ABOUT THIS TASK: Show each line of the data below that has the string "nodes" in it.
=== AVAILABLE DATA ===
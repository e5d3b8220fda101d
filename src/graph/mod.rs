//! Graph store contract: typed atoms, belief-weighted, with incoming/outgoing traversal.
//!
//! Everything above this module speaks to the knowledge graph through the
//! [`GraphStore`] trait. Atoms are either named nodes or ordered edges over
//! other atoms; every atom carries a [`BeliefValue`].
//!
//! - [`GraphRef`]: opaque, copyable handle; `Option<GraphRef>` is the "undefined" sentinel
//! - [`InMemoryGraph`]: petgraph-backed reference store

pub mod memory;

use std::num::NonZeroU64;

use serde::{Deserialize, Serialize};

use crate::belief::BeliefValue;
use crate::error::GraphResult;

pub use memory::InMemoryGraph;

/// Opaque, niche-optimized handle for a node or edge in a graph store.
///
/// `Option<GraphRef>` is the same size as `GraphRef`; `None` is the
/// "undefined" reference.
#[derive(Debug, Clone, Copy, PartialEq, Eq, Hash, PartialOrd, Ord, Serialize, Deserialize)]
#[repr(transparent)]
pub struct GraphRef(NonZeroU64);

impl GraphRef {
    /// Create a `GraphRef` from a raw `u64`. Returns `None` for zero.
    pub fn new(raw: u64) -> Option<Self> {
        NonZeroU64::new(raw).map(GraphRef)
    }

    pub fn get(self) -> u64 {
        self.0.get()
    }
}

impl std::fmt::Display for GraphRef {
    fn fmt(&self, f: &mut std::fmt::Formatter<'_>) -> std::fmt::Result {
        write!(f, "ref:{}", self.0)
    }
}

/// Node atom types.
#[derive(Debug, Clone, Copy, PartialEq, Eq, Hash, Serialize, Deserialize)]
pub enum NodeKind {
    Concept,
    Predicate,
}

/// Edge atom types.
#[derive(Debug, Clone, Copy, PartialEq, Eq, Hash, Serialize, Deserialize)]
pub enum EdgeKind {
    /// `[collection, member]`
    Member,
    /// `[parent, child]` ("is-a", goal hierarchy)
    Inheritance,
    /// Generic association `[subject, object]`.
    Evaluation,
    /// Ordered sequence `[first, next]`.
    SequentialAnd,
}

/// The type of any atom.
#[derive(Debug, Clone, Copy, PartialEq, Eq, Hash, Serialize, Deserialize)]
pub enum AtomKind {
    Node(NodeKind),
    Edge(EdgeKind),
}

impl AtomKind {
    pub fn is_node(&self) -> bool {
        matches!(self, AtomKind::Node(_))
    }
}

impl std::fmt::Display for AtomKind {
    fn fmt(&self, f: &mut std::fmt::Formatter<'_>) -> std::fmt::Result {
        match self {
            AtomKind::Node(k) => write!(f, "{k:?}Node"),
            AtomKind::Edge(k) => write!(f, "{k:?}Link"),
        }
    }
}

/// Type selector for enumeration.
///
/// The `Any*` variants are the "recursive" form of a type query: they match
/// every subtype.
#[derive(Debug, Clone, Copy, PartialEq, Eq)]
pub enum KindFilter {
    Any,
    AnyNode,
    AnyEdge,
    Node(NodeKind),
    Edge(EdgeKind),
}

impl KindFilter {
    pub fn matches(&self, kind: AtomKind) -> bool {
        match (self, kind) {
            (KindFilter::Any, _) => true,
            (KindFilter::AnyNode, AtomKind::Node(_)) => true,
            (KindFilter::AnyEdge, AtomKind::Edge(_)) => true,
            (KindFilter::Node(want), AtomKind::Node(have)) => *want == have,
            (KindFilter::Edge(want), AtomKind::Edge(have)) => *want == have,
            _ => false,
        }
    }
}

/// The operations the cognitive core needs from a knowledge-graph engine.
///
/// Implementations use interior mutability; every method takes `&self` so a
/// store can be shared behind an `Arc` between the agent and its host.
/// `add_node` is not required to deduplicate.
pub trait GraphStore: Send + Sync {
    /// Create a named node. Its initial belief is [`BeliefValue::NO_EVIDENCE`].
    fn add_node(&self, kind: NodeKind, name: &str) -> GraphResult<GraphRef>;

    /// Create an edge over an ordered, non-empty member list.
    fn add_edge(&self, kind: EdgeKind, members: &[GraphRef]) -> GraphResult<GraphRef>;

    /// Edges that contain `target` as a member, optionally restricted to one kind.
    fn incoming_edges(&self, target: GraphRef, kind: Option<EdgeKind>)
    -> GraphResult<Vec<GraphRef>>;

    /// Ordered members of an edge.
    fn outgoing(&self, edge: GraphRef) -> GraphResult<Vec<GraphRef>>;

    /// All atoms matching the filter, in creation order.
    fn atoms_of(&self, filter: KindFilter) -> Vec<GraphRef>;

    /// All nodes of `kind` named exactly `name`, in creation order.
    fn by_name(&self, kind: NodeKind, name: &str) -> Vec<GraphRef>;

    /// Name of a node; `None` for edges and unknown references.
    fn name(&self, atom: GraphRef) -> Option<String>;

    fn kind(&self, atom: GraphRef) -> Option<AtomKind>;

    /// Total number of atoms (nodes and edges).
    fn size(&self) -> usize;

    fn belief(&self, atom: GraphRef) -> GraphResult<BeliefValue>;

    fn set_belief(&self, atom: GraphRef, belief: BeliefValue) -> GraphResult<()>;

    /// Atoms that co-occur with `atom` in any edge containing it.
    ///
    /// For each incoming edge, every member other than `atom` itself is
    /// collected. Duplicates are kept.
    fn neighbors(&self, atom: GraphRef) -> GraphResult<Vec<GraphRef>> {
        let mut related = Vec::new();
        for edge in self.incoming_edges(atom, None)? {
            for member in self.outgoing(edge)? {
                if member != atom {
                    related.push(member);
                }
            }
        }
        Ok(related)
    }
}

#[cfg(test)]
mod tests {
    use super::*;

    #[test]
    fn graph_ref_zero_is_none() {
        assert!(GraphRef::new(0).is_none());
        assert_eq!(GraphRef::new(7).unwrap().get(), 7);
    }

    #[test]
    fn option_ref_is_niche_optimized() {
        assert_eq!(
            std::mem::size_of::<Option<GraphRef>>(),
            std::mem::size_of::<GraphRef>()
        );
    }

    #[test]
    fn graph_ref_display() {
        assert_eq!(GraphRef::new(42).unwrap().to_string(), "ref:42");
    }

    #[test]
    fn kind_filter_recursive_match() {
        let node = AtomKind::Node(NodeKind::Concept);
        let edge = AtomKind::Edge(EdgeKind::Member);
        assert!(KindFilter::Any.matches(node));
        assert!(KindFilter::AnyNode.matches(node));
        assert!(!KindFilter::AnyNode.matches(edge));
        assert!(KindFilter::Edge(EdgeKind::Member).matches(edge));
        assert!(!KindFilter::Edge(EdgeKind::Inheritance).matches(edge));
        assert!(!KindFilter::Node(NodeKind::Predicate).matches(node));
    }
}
===
TASK SOLUTION:
//! [`GraphStore`] trait. Atoms are either named nodes or ordered edges over
    /// All nodes of `kind` named exactly `name`, in creation order.
    /// Total number of atoms (nodes and edges).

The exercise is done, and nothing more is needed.